'Silver lining' found in Supremes' rejection of abortion-pill challenge

 June 17, 2024

This story was originally published by the WND News Center.

There's a "silver lining" in a new U.S. Supreme Court decision that otherwise might be viewed as a temporary setback for the pro-life movement.

That ruling, just days ago, said doctors and medical associations don't have standing to sue over the Food and Drug Administration's massive expansion of the availability of the deadly chemicals used for that abortion procedure.

The decision on a technicality means the court never got to the point of considering whether that expansion of access to the deadly chemicals, including allowing them to be mailed out to women, was right or not.

It is Tony Perkins of the Family Research Council who interviewed Erin Hawley, of the legal team at the ADF which argued for a review of the FDA's political activism.

Perkins pointed out that part of the reasoning from the government against continuing the case is that physicians with faith objections to abortion already are protected from being ordered to perform abortions.

The plaintiffs had noted that part of Joe Biden's pro-abortion advocacy was to redefine various words, thus requiring emergency room physicians to perform abortions, even in violation of their faith, if it is an "emergency."

That change has been attempted in multiple redefinitions of words and the like by Biden.

During the arguments, Hawley explained, "The solicitor general was crystal clear that these protections apply in emergencies in every setting."

"And the Supreme Court said, and I’m quoting here, 'The federal law fully protects doctors against being required to provide abortions or other medical treatment against their consciences.' And as you identified, that’s a huge win for religious liberty and freedom of conscience, because the Biden administration has been continually cutting back on those conscience protections. But because of the lawsuit brought … the government was forced to concede that those conscience protections exist, and they are robust," she explained.

Perkins described that was "a silver lining" in the court ruling in a dispute that remains far from over.
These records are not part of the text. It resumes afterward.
//! B+tree node representation and fixed-size codec.
//!
//! Nodes serialize into exactly NODE_SIZE bytes. Layout:
//!
//! ```text
//! is_leaf u8 | key_count u16 | next_leaf u64 | keys... | payload
//! ```
//!
//! where payload is `(key_count)` rids for a leaf or `(key_count + 1)`
//! child offsets for an internal node. Keys serialize as a component
//! count followed by tagged values. All integers little-endian.

use crate::tuple::Rid;
use marrow_common::page::NODE_SIZE;
use marrow_common::schema::{DataType, Value, MAX_TEXT_SIZE};
use marrow_common::{MarrowError, Result};
use std::cmp::Ordering;

/// Branching factor: maximum children per internal node.
pub const BTREE_ORDER: usize = 16;

/// Maximum keys per node.
pub const MAX_KEYS: usize = BTREE_ORDER - 1;

/// Minimum keys per non-root node after delete rebalancing.
pub const MIN_KEYS: usize = BTREE_ORDER / 2 - 1;

/// Sentinel offset meaning "no node".
pub const NO_NODE: u64 = u64::MAX;

/// Maximum serialized key size accepted by an index.
///
/// A full node must fit in NODE_SIZE: MAX_KEYS keys of this size plus
/// the node header and MAX_KEYS + 1 child offsets total 3979 bytes.
/// Keys are checked against this bound before any node is touched.
pub const MAX_KEY_SIZE: usize = 256;

const NODE_HEADER_SIZE: usize = 11;

/// A composite index key.
///
/// TEXT components are truncated to the index's prefix length at
/// construction, so two keys differing only past the prefix compare
/// equal. All comparisons happen on decoded values, never raw bytes.
#[derive(Debug, Clone)]
pub struct IndexKey {
    components: Vec<Value>,
}

impl IndexKey {
    /// Builds a key, truncating TEXT components to `text_prefix_len` bytes.
    pub fn new(values: Vec<Value>, text_prefix_len: usize) -> Self {
        let components = values
            .into_iter()
            .map(|v| match v {
                Value::Text(s) => Value::Text(truncate_text(&s, text_prefix_len)),
                other => other,
            })
            .collect();
        Self { components }
    }

    /// Returns the key components.
    pub fn components(&self) -> &[Value] {
        &self.components
    }

    /// Serialized size in bytes: component count plus tagged values.
    pub fn serialized_size(&self) -> usize {
        2 + self
            .components
            .iter()
            .map(|v| {
                1 + match v {
                    Value::Int(_) => 4,
                    Value::BigInt(_) | Value::Float(_) | Value::Timestamp(_) => 8,
                    Value::Boolean(_) => 1,
                    Value::Text(s) => 2 + s.len(),
                }
            })
            .sum::<usize>()
    }

    fn write_to(&self, out: &mut Vec<u8>) {
        out.extend_from_slice(&(self.components.len() as u16).to_le_bytes());
        for value in &self.components {
            out.push(value.datatype() as u8);
            match value {
                Value::Int(v) => out.extend_from_slice(&v.to_le_bytes()),
                Value::BigInt(v) => out.extend_from_slice(&v.to_le_bytes()),
                Value::Float(v) => out.extend_from_slice(&v.to_le_bytes()),
                Value::Boolean(v) => out.push(*v as u8),
                Value::Timestamp(v) => out.extend_from_slice(&v.to_le_bytes()),
                Value::Text(s) => {
                    out.extend_from_slice(&(s.len() as u16).to_le_bytes());
                    out.extend_from_slice(s.as_bytes());
                }
            }
        }
    }

    fn read_from(buf: &[u8], pos: &mut usize) -> Result<Self> {
        let count = read_u16(buf, pos)? as usize;
        let mut components = Vec::with_capacity(count);
        for _ in 0..count {
            let tag = read_bytes(buf, pos, 1)?[0];
            let datatype = DataType::from_tag(tag)
                .ok_or_else(|| MarrowError::IndexCorrupted(format!("unknown type tag {}", tag)))?;
            let value = match datatype {
                DataType::Int => {
                    Value::Int(i32::from_le_bytes(read_bytes(buf, pos, 4)?.try_into().unwrap()))
                }
                DataType::BigInt => Value::BigInt(i64::from_le_bytes(
                    read_bytes(buf, pos, 8)?.try_into().unwrap(),
                )),
                DataType::Float => Value::Float(f64::from_le_bytes(
                    read_bytes(buf, pos, 8)?.try_into().unwrap(),
                )),
                DataType::Boolean => Value::Boolean(read_bytes(buf, pos, 1)?[0] != 0),
                DataType::Timestamp => Value::Timestamp(i64::from_le_bytes(
                    read_bytes(buf, pos, 8)?.try_into().unwrap(),
                )),
                DataType::Text => {
                    let len = read_u16(buf, pos)? as usize;
                    if len > MAX_TEXT_SIZE {
                        return Err(MarrowError::IndexCorrupted(format!(
                            "text key length {} out of range",
                            len
                        )));
                    }
                    let raw = read_bytes(buf, pos, len)?;
                    let s = std::str::from_utf8(raw).map_err(|_| {
                        MarrowError::IndexCorrupted("invalid UTF-8 in key".to_string())
                    })?;
                    Value::Text(s.to_string())
                }
            };
            components.push(value);
        }
        Ok(Self { components })
    }
}

fn truncate_text(s: &str, max_bytes: usize) -> String {
    if s.len() <= max_bytes {
        return s.to_string();
    }
    let mut end = max_bytes;
    while end > 0 && !s.is_char_boundary(end) {
        end -= 1;
    }
    s[..end].to_string()
}

fn compare_values(a: &Value, b: &Value) -> Ordering {
    match (a, b) {
        (Value::Int(x), Value::Int(y)) => x.cmp(y),
        (Value::BigInt(x), Value::BigInt(y)) => x.cmp(y),
        (Value::Float(x), Value::Float(y)) => x.total_cmp(y),
        (Value::Boolean(x), Value::Boolean(y)) => x.cmp(y),
        (Value::Timestamp(x), Value::Timestamp(y)) => x.cmp(y),
        (Value::Text(x), Value::Text(y)) => x.cmp(y),
        // Keys in one index always share types; tag order keeps the
        // comparison total anyway
        _ => (a.datatype() as u8).cmp(&(b.datatype() as u8)),
    }
}

impl PartialEq for IndexKey {
    fn eq(&self, other: &Self) -> bool {
        self.cmp(other) == Ordering::Equal
    }
}

impl Eq for IndexKey {}

impl PartialOrd for IndexKey {
    fn partial_cmp(&self, other: &Self) -> Option<Ordering> {
        Some(self.cmp(other))
    }
}

impl Ord for IndexKey {
    fn cmp(&self, other: &Self) -> Ordering {
        for (a, b) in self.components.iter().zip(&other.components) {
            match compare_values(a, b) {
                Ordering::Equal => continue,
                non_eq => return non_eq,
            }
        }
        self.components.len().cmp(&other.components.len())
    }
}

impl std::fmt::Display for IndexKey {
    fn fmt(&self, f: &mut std::fmt::Formatter<'_>) -> std::fmt::Result {
        write!(f, "(")?;
        for (i, value) in self.components.iter().enumerate() {
            if i > 0 {
                write!(f, ", ")?;
            }
            write!(f, "{}", value)?;
        }
        write!(f, ")")
    }
}

/// A B+tree node.
///
/// Internal nodes hold N keys and N+1 child offsets; leaves hold N
/// (key, rid) pairs and a next-leaf pointer forming the scan chain.
#[derive(Debug, Clone)]
pub struct BTreeNode {
    /// File offset of this node.
    pub offset: u64,
    /// Leaf or internal.
    pub is_leaf: bool,
    /// Sorted keys.
    pub keys: Vec<IndexKey>,
    /// Child offsets (internal nodes only, `keys.len() + 1` entries).
    pub children: Vec<u64>,
    /// Rids paired with keys (leaves only).
    pub rids: Vec<Rid>,
    /// Next leaf in key order, NO_NODE at the end of the chain.
    pub next_leaf: u64,
}

impl BTreeNode {
    /// Creates an empty leaf node.
    pub fn new_leaf(offset: u64) -> Self {
        Self {
            offset,
            is_leaf: true,
            keys: Vec::new(),
            children: Vec::new(),
            rids: Vec::new(),
            next_leaf: NO_NODE,
        }
    }

    /// Creates an empty internal node.
    pub fn new_internal(offset: u64) -> Self {
        Self {
            offset,
            is_leaf: false,
            keys: Vec::new(),
            children: Vec::new(),
            rids: Vec::new(),
            next_leaf: NO_NODE,
        }
    }

    /// Returns true if the node cannot take another key.
    pub fn is_full(&self) -> bool {
        self.keys.len() >= MAX_KEYS
    }

    /// Serializes into a fixed-size node buffer.
    pub fn serialize(&self) -> Result<[u8; NODE_SIZE]> {
        let keys_size: usize = self.keys.iter().map(|k| k.serialized_size()).sum();
        let payload_size = if self.is_leaf {
            self.keys.len() * Rid::SIZE
        } else {
            self.children.len() * 8
        };
        let total = NODE_HEADER_SIZE + keys_size + payload_size;
        if total > NODE_SIZE {
            return Err(MarrowError::NodeOverflow {
                size: total,
                max: NODE_SIZE,
            });
        }

        let mut out = Vec::with_capacity(total);
        out.push(self.is_leaf as u8);
        out.extend_from_slice(&(self.keys.len() as u16).to_le_bytes());
        out.extend_from_slice(&self.next_leaf.to_le_bytes());
        for key in &self.keys {
            key.write_to(&mut out);
        }
        if self.is_leaf {
            for rid in &self.rids {
                out.extend_from_slice(&rid.to_bytes());
            }
        } else {
            for child in &self.children {
                out.extend_from_slice(&child.to_le_bytes());
            }
        }

        let mut buf = [0u8; NODE_SIZE];
        buf[..out.len()].copy_from_slice(&out);
        Ok(buf)
    }

    /// Deserializes a node from its fixed-size buffer.
    pub fn deserialize(offset: u64, buf: &[u8]) -> Result<Self> {
        if buf.len() < NODE_SIZE {
            return Err(MarrowError::IndexCorrupted(format!(
                "short node read at offset {}",
                offset
            )));
        }

        let is_leaf = match buf[0] {
            0 => false,
            1 => true,
            other => {
                return Err(MarrowError::IndexCorrupted(format!(
                    "bad node flag {} at offset {}",
                    other, offset
                )))
            }
        };
        let key_count = u16::from_le_bytes([buf[1], buf[2]]) as usize;
        if key_count > MAX_KEYS {
            return Err(MarrowError::IndexCorrupted(format!(
                "key count {} exceeds maximum at offset {}",
                key_count, offset
            )));
        }
        let next_leaf = u64::from_le_bytes(buf[3..11].try_into().unwrap());

        let mut pos = NODE_HEADER_SIZE;
        let mut keys = Vec::with_capacity(key_count);
        for _ in 0..key_count {
            keys.push(IndexKey::read_from(buf, &mut pos)?);
        }

        let mut rids = Vec::new();
        let mut children = Vec::new();
        if is_leaf {
            for _ in 0..key_count {
                let raw = read_bytes(buf, &mut pos, Rid::SIZE)?;
                let rid = Rid::from_bytes(raw).ok_or_else(|| {
                    MarrowError::IndexCorrupted(format!("bad rid at offset {}", offset))
                })?;
                rids.push(rid);
            }
        } else {
            for _ in 0..key_count + 1 {
                let raw = read_bytes(buf, &mut pos, 8)?;
                children.push(u64::from_le_bytes(raw.try_into().unwrap()));
            }
        }

        Ok(Self {
            offset,
            is_leaf,
            keys,
            children,
            rids,
            next_leaf,
        })
    }
}

fn read_bytes<'a>(buf: &'a [u8], pos: &mut usize, len: usize) -> Result<&'a [u8]> {
    if *pos + len > buf.len() {
        return Err(MarrowError::IndexCorrupted(
            "node data truncated".to_string(),
        ));
    }
    let slice = &buf[*pos..*pos + len];
    *pos += len;
    Ok(slice)
}

fn read_u16(buf: &[u8], pos: &mut usize) -> Result<u16> {
    let raw = read_bytes(buf, pos, 2)?;
    Ok(u16::from_le_bytes(raw.try_into().unwrap()))
}
//! Tuple serialization.
//!
//! Layout: an optional null bitmap followed by column values in schema
//! order. The bitmap covers nullable columns only, one bit each in
//! declaration order, LSB first within each byte, 1 = null. Schemas with
//! no nullable columns omit the bitmap entirely.
//!
//! Fixed-size values are little-endian: INT 4 bytes, BIGINT 8, FLOAT 8,
//! BOOLEAN 1, TIMESTAMP 8. TEXT is a u16 length prefix plus UTF-8 bytes,
//! truncated to MAX_TEXT_SIZE bytes at a character boundary.

use bytes::Bytes;
use marrow_common::schema::{DataType, TableSchema, Value, MAX_TEXT_SIZE};
use marrow_common::{MarrowError, Result};

/// Physical location of a tuple: page number and slot within the page.
///
/// Rids are stable across deletes of other tuples but invalidated by
/// vacuum, which rewrites pages.
#[derive(Debug, Clone, Copy, PartialEq, Eq, Hash, PartialOrd, Ord)]
pub struct Rid {
    /// Page number within the heap file.
    pub page_num: u32,
    /// Slot index within the page.
    pub slot: u16,
}

impl Rid {
    /// Serialized size in bytes.
    pub const SIZE: usize = 6;

    /// Creates a new record ID.
    pub fn new(page_num: u32, slot: u16) -> Self {
        Self { page_num, slot }
    }

    /// Serializes to 6 bytes, little-endian.
    pub fn to_bytes(&self) -> [u8; Self::SIZE] {
        let mut buf = [0u8; Self::SIZE];
        buf[0..4].copy_from_slice(&self.page_num.to_le_bytes());
        buf[4..6].copy_from_slice(&self.slot.to_le_bytes());
        buf
    }

    /// Deserializes from 6 bytes.
    pub fn from_bytes(buf: &[u8]) -> Option<Self> {
        if buf.len() < Self::SIZE {
            return None;
        }
        Some(Self {
            page_num: u32::from_le_bytes(buf[0..4].try_into().ok()?),
            slot: u16::from_le_bytes(buf[4..6].try_into().ok()?),
        })
    }
}

impl std::fmt::Display for Rid {
    fn fmt(&self, f: &mut std::fmt::Formatter<'_>) -> std::fmt::Result {
        write!(f, "({}, {})", self.page_num, self.slot)
    }
}

/// Truncates a string to at most `max_bytes` UTF-8 bytes without
/// splitting a character.
fn truncate_utf8(s: &str, max_bytes: usize) -> &str {
    if s.len() <= max_bytes {
        return s;
    }
    let mut end = max_bytes;
    while end > 0 && !s.is_char_boundary(end) {
        end -= 1;
    }
    &s[..end]
}

fn corrupted(schema: &TableSchema, reason: impl Into<String>) -> MarrowError {
    MarrowError::Corrupted {
        file: format!("{}.dat", schema.name),
        reason: reason.into(),
    }
}

/// Encodes a row of values against a schema.
///
/// `values` must match the schema's columns positionally, with None for
/// SQL NULL. Rejects nulls in non-nullable columns, type mismatches, and
/// encodings larger than `max_tuple_size`.
pub fn encode_tuple(
    values: &[Option<Value>],
    schema: &TableSchema,
    max_tuple_size: usize,
) -> Result<Bytes> {
    if values.len() != schema.columns.len() {
        return Err(MarrowError::Internal(format!(
            "value count {} does not match schema '{}' with {} columns",
            values.len(),
            schema.name,
            schema.columns.len()
        )));
    }

    let bitmap_len = schema.nullable_count().div_ceil(8);
    let mut bitmap = vec![0u8; bitmap_len];
    let mut body: Vec<u8> = Vec::new();

    let mut nullable_idx = 0;
    for (value, column) in values.iter().zip(&schema.columns) {
        match value {
            None => {
                if !column.nullable {
                    return Err(MarrowError::NullNotAllowed(column.name.clone()));
                }
                bitmap[nullable_idx / 8] |= 1 << (nullable_idx % 8);
            }
            Some(v) => {
                if v.datatype() != column.datatype {
                    return Err(MarrowError::TypeMismatch {
                        expected: column.datatype.to_string(),
                        actual: v.datatype().to_string(),
                    });
                }
                encode_value(v, &mut body);
            }
        }
        if column.nullable {
            nullable_idx += 1;
        }
    }

    let total = bitmap_len + body.len();
    if total > max_tuple_size {
        return Err(MarrowError::TupleTooLarge {
            size: total,
            max: max_tuple_size,
        });
    }

    let mut out = Vec::with_capacity(total);
    out.extend_from_slice(&bitmap);
    out.extend_from_slice(&body);
    Ok(Bytes::from(out))
}

fn encode_value(value: &Value, out: &mut Vec<u8>) {
    match value {
        Value::Int(v) => out.extend_from_slice(&v.to_le_bytes()),
        Value::BigInt(v) => out.extend_from_slice(&v.to_le_bytes()),
        Value::Float(v) => out.extend_from_slice(&v.to_le_bytes()),
        Value::Boolean(v) => out.push(*v as u8),
        Value::Timestamp(v) => out.extend_from_slice(&v.to_le_bytes()),
        Value::Text(s) => {
            let truncated = truncate_utf8(s, MAX_TEXT_SIZE);
            out.extend_from_slice(&(truncated.len() as u16).to_le_bytes());
            out.extend_from_slice(truncated.as_bytes());
        }
    }
}

/// Decodes a tuple against a schema.
///
/// Returns one entry per column, None for NULL. Malformed bytes (length
/// overruns, invalid UTF-8) are corruption.
pub fn decode_tuple(data: &[u8], schema: &TableSchema) -> Result<Vec<Option<Value>>> {
    let bitmap_len = schema.nullable_count().div_ceil(8);
    if data.len() < bitmap_len {
        return Err(corrupted(schema, "tuple shorter than null bitmap"));
    }
    let bitmap = &data[..bitmap_len];
    let mut pos = bitmap_len;

    let mut values = Vec::with_capacity(schema.columns.len());
    let mut nullable_idx = 0;

    for column in &schema.columns {
        let is_null = if column.nullable {
            let bit = bitmap[nullable_idx / 8] >> (nullable_idx % 8) & 1;
            nullable_idx += 1;
            bit == 1
        } else {
            false
        };

        if is_null {
            values.push(None);
            continue;
        }

        let value = match column.datatype {
            DataType::Int => {
                let raw = take(data, &mut pos, 4, schema, &column.name)?;
                Value::Int(i32::from_le_bytes(raw.try_into().unwrap()))
            }
            DataType::BigInt => {
                let raw = take(data, &mut pos, 8, schema, &column.name)?;
                Value::BigInt(i64::from_le_bytes(raw.try_into().unwrap()))
            }
            DataType::Float => {
                let raw = take(data, &mut pos, 8, schema, &column.name)?;
                Value::Float(f64::from_le_bytes(raw.try_into().unwrap()))
            }
            DataType::Boolean => {
                let raw = take(data, &mut pos, 1, schema, &column.name)?;
                Value::Boolean(raw[0] != 0)
            }
            DataType::Timestamp => {
                let raw = take(data, &mut pos, 8, schema, &column.name)?;
                Value::Timestamp(i64::from_le_bytes(raw.try_into().unwrap()))
            }
            DataType::Text => {
                let raw = take(data, &mut pos, 2, schema, &column.name)?;
                let len = u16::from_le_bytes(raw.try_into().unwrap()) as usize;
                if len > MAX_TEXT_SIZE {
                    return Err(corrupted(
                        schema,
                        format!("text length {} exceeds maximum in column '{}'", len, column.name),
                    ));
                }
                let raw = take(data, &mut pos, len, schema, &column.name)?;
                let s = std::str::from_utf8(raw).map_err(|_| {
                    corrupted(schema, format!("invalid UTF-8 in column '{}'", column.name))
                })?;
                Value::Text(s.to_string())
            }
        };
        values.push(Some(value));
    }

    Ok(values)
}

fn take<'a>(
    data: &'a [u8],
    pos: &mut usize,
    len: usize,
    schema: &TableSchema,
    column: &str,
) -> Result<&'a [u8]> {
    if *pos + len > data.len() {
        return Err(corrupted(
            schema,
            format!("tuple truncated while reading column '{}'", column),
        ));
    }
    let slice = &data[*pos..*pos + len];
    *pos += len;
    Ok(slice)
}
//! Heap file storage: slotted pages with tombstone deletes and vacuum.

mod file;
mod page;

pub use file::{HeapFile, ScanAll, VacuumStats};
pub use page::{HeapPage, SlotState};
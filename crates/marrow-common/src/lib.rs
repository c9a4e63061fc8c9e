//! MarrowDB common types, errors, and utilities.
//!
//! This crate provides shared definitions used across all MarrowDB components.

pub mod config;
pub mod error;
pub mod page;
pub mod schema;

pub use config::StorageConfig;
pub use error::{MarrowError, Result};
pub use page::{PageId, HEAP_MAGIC, INDEX_MAGIC, NODE_SIZE, PAGE_SIZE};
pub use schema::{Column, DataType, IndexDescriptor, TableSchema, Value};
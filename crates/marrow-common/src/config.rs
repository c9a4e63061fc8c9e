//! Configuration structures for MarrowDB.

use serde::{Deserialize, Serialize};
use std::path::PathBuf;

/// Storage configuration for the engine core.
#[derive(Debug, Clone, Serialize, Deserialize)]
pub struct StorageConfig {
    /// Directory for data files (`<table>.dat`, `<table>_<index>.idx`).
    pub data_dir: PathBuf,
    /// Buffer pool capacity in pages.
    pub buffer_pool_pages: usize,
    /// Maximum encoded tuple size in bytes (bitmap + payload).
    pub max_tuple_size: usize,
    /// Enable fsync after page writes for durability.
    pub fsync_enabled: bool,
}

impl Default for StorageConfig {
    fn default() -> Self {
        Self {
            data_dir: PathBuf::from("./data"),
            buffer_pool_pages: 128,
            max_tuple_size: 2048,
            fsync_enabled: true,
        }
    }
}

impl StorageConfig {
    /// Returns the total buffer pool size in bytes.
    pub fn buffer_pool_size_bytes(&self) -> usize {
        self.buffer_pool_pages * crate::page::PAGE_SIZE
    }
}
Perkins pointed out, "There are other states — I believe Missouri is one of the states, Idaho is one of those states — that [have] a separate lawsuit regarding the FDA and the abortion drug. Can you give us an update on what is different about their case and where it stands?"

Hawley explained, "So those three states, Missouri, Idaho, and Kansas, actually intervened in the lawsuit, so they are part of the case back at the district court. And those proceedings will go forward. Presumably, the Department of Justice will file a motion to dismiss the states also on standing grounds. But the states have very different standing arguments than our doctors, and so we’d expect and hope the states will raise those standing arguments — and we hope and expect that the federal courts will get to look at the merits of FDA’s decision."

She explained, "When you look at the 2021 removal of that last remaining in-person visit [as a requirement of the drug]… the FDA could not say that women would be safe without that in-person visit, and yet, they still removed that safeguard. So we are hoping, again, that the courts do have an opportunity to look into those merits. The Supreme Court didn’t, based on a legal technicality, but as you said, that has the silver lining of ensuring that there are robust conscience protections throughout the country so quickly."

Hawley pointed out that Joe Biden's lawyers, during the Supreme Court arguments, "actually took the position that no one has standing."

Specifically those Christian doctors.

"I think this is important for viewers to understand, is they said that the pro-life doctors in this case are protected by federal conscience protections, and that’s why they can’t sue. Now, these federal conscience protections did not exist according to the federal government [in lower court arguments]. The government told the federal courts that these protections did not apply in emergencies. Then they got to the Supreme Court, and they told the Supreme Court the exact opposite," Hawley explained.

"And that’s why the Supreme Court didn’t find standing where every other court to address the issue had. The Supreme Court was really clear that doctors do have standing to raise conscience rights. The federal conscience protections in federal law are broad and protect medical professionals from performing or participating in abortions, even in emergencies."